Mr Hester’s reputation at British Land (BLND), too - where he was chief executive from 2004 to 2008 - deserves a glance. He’s credited with having overhauled British Land’s corporate governance culture, a company long-dominated by Sir John Ritblat. But some in the City note that he oversaw property divestments at valuation low-points - opinion remains divided over whether that was a mistake or whether it helped British Land to survive the downturn. Neither can Mr Hester point to a significant background in insurance.

In the City, however, the overwhelming feeling is of relief at the appointment of a big-hitter, with gravitas, who can knock RSA into shape. "He's well respected by institutional investors and boasts excellent attention to detail," says insurance analyst Ben Cohen of broker Canaccord Genuity. "He's dealt with some very complex situations in the past." The City is also expecting better disclosure from Mr Hester: "that’s been quite an issue at the company in recent years," notes insurance analyst Oliver Steel of Deutsche Bank.

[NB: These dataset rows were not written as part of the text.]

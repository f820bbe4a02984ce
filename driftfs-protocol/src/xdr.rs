//! XDR primitive marshaling.
//!
//! Variable-length data (strings, opaque buffers) is laid out on the wire as
//! a length prefix, the raw bytes, then zero padding up to the next 4-byte
//! boundary:
//!
//! ```text
//! +----------+--------------+-------------------+
//! | length   | data         | padding           |
//! | 4 bytes  | length bytes | (4 - len % 4) % 4 |
//! +----------+--------------+-------------------+
//! ```
//!
//! Fixed-width integers are big-endian with no padding. String sequences are
//! a 4-byte element count followed by each string in the format above.
//!
//! Size functions are decoupled from the writer so callers can allocate a
//! single buffer of the exact encoded size before any write. The size
//! functions and the writer must never disagree: every `put_*` advances the
//! write cursor by exactly the corresponding `*_size` result.

use crate::error::ProtocolError;
use bytes::{BufMut, Bytes, BytesMut};

/// XDR alignment boundary in bytes.
pub const XDR_ALIGNMENT: usize = 4;

/// Rounds a raw byte length up to the next 4-byte boundary.
pub fn padded_len(len: usize) -> usize {
    (len + XDR_ALIGNMENT - 1) & !(XDR_ALIGNMENT - 1)
}

/// Wire size of a length-prefixed, padded string.
pub fn string_size(s: &str) -> usize {
    4 + padded_len(s.len())
}

/// Wire size of a length-prefixed, padded opaque buffer.
pub fn opaque_size(buf: &[u8]) -> usize {
    4 + padded_len(buf.len())
}

/// Wire size of a counted sequence of strings.
pub fn string_seq_size(values: &[String]) -> usize {
    4 + values.iter().map(|s| string_size(s)).sum::<usize>()
}

/// Append-only encode sink over a growable buffer.
#[derive(Debug)]
pub struct XdrWriter {
    buf: BytesMut,
}

impl XdrWriter {
    /// Creates an empty writer.
    pub fn new() -> Self {
        Self {
            buf: BytesMut::new(),
        }
    }

    /// Creates a writer with `capacity` bytes pre-allocated, so encoding a
    /// value of known wire size never reallocates.
    pub fn with_capacity(capacity: usize) -> Self {
        Self {
            buf: BytesMut::with_capacity(capacity),
        }
    }

    /// Appends a big-endian u32.
    pub fn put_u32(&mut self, value: u32) {
        self.buf.put_u32(value);
    }

    /// Appends a big-endian u64.
    pub fn put_u64(&mut self, value: u64) {
        self.buf.put_u64(value);
    }

    /// Appends a length-prefixed, zero-padded string.
    pub fn put_string(&mut self, s: &str) {
        self.put_padded(s.as_bytes());
    }

    /// Appends a length-prefixed, zero-padded opaque buffer.
    pub fn put_opaque(&mut self, bytes: &[u8]) {
        self.put_padded(bytes);
    }

    /// Appends a counted sequence of strings.
    pub fn put_string_seq(&mut self, values: &[String]) {
        self.buf.put_u32(values.len() as u32);
        for s in values {
            self.put_string(s);
        }
    }

    fn put_padded(&mut self, data: &[u8]) {
        self.buf.put_u32(data.len() as u32);
        self.buf.put_slice(data);
        let pad = padded_len(data.len()) - data.len();
        self.buf.put_bytes(0, pad);
    }

    /// Number of bytes written so far.
    pub fn written(&self) -> usize {
        self.buf.len()
    }

    /// Consumes the writer, returning the encoded bytes.
    pub fn freeze(self) -> Bytes {
        self.buf.freeze()
    }
}

impl Default for XdrWriter {
    fn default() -> Self {
        Self::new()
    }
}

/// Bounds-checked decode cursor over a raw byte buffer.
#[derive(Debug)]
pub struct XdrReader<'a> {
    buf: &'a [u8],
    pos: usize,
}

impl<'a> XdrReader<'a> {
    /// Creates a reader over `buf`, positioned at the start.
    pub fn new(buf: &'a [u8]) -> Self {
        Self { buf, pos: 0 }
    }

    /// Bytes not yet consumed.
    pub fn remaining(&self) -> usize {
        self.buf.len() - self.pos
    }

    fn take(&mut self, n: usize, what: &str) -> Result<&'a [u8], ProtocolError> {
        if self.remaining() < n {
            return Err(ProtocolError::MalformedWireData {
                reason: format!(
                    "truncated {}: need {} bytes, {} remaining",
                    what,
                    n,
                    self.remaining()
                ),
            });
        }
        let slice = &self.buf[self.pos..self.pos + n];
        self.pos += n;
        Ok(slice)
    }

    /// Reads a big-endian u32.
    pub fn get_u32(&mut self) -> Result<u32, ProtocolError> {
        let b = self.take(4, "u32")?;
        Ok(u32::from_be_bytes([b[0], b[1], b[2], b[3]]))
    }

    /// Reads a big-endian u64.
    pub fn get_u64(&mut self) -> Result<u64, ProtocolError> {
        let b = self.take(8, "u64")?;
        Ok(u64::from_be_bytes([
            b[0], b[1], b[2], b[3], b[4], b[5], b[6], b[7],
        ]))
    }

    /// Reads a length-prefixed, padded string and realigns past the padding.
    pub fn get_string(&mut self) -> Result<String, ProtocolError> {
        let bytes = self.get_padded("string")?;
        String::from_utf8(bytes).map_err(|_| ProtocolError::MalformedWireData {
            reason: "invalid UTF-8 in string field".to_string(),
        })
    }

    /// Reads a length-prefixed, padded opaque buffer.
    pub fn get_opaque(&mut self) -> Result<Vec<u8>, ProtocolError> {
        self.get_padded("opaque buffer")
    }

    /// Reads a counted sequence of strings.
    pub fn get_string_seq(&mut self) -> Result<Vec<String>, ProtocolError> {
        let count = self.get_u32()? as usize;
        // Each element needs at least a length prefix; capping the initial
        // capacity keeps a hostile count from forcing a huge allocation.
        let mut values = Vec::with_capacity(count.min(self.remaining() / 4));
        for _ in 0..count {
            values.push(self.get_string()?);
        }
        Ok(values)
    }

    fn get_padded(&mut self, what: &str) -> Result<Vec<u8>, ProtocolError> {
        let len = self.get_u32()? as usize;
        if self.remaining() < len {
            return Err(ProtocolError::MalformedWireData {
                reason: format!(
                    "declared {} length {} exceeds {} remaining bytes",
                    what,
                    len,
                    self.remaining()
                ),
            });
        }
        let data = self.take(len, what)?.to_vec();
        let pad = padded_len(len) - len;
        self.take(pad, "padding")?;
        Ok(data)
    }
}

So what are Mr Hester’s options? According to Mr Cohen, he might need to find as much as a £1bn in new capital to take RSA's "capital strength back to the levels in 2008/09 when solvency was simply not an issue". Getting there will probably involve disposals, although there's less consensus on the scale.

Insurance analyst Nick Johnson of Numis Securities, for example, thinks Mr Hester could pursue some combination of cutting the dividend, re-working reinsurance arrangements (on more a capital efficient basis), selling businesses and tapping shareholders for fresh funds. A fundraising, however, could be "difficult right now", reckons Mr Johnson. He also thinks that some disposals may need to be "focused on the better parts of the business" in order to get a good price.

But Mr Cohen points out that selling core operations, in Latin America, Scandinavia or Canada, would hit RSA's earnings and growth prospects. "He's not there to break it [RSA] up and sell it off, but to build it up and grow the franchise," reckons says Mr Cohen. He also thinks there’s "some low-hanging fruit to sell" - such as the central and eastern European operations or businesses in India and Thailand. A sharp exit from such peripheral operations could mean that any new fundraising may be "lower than previously assumed" reckons Mr Steel. A possible £500m rescue rights issue is currently being rumoured.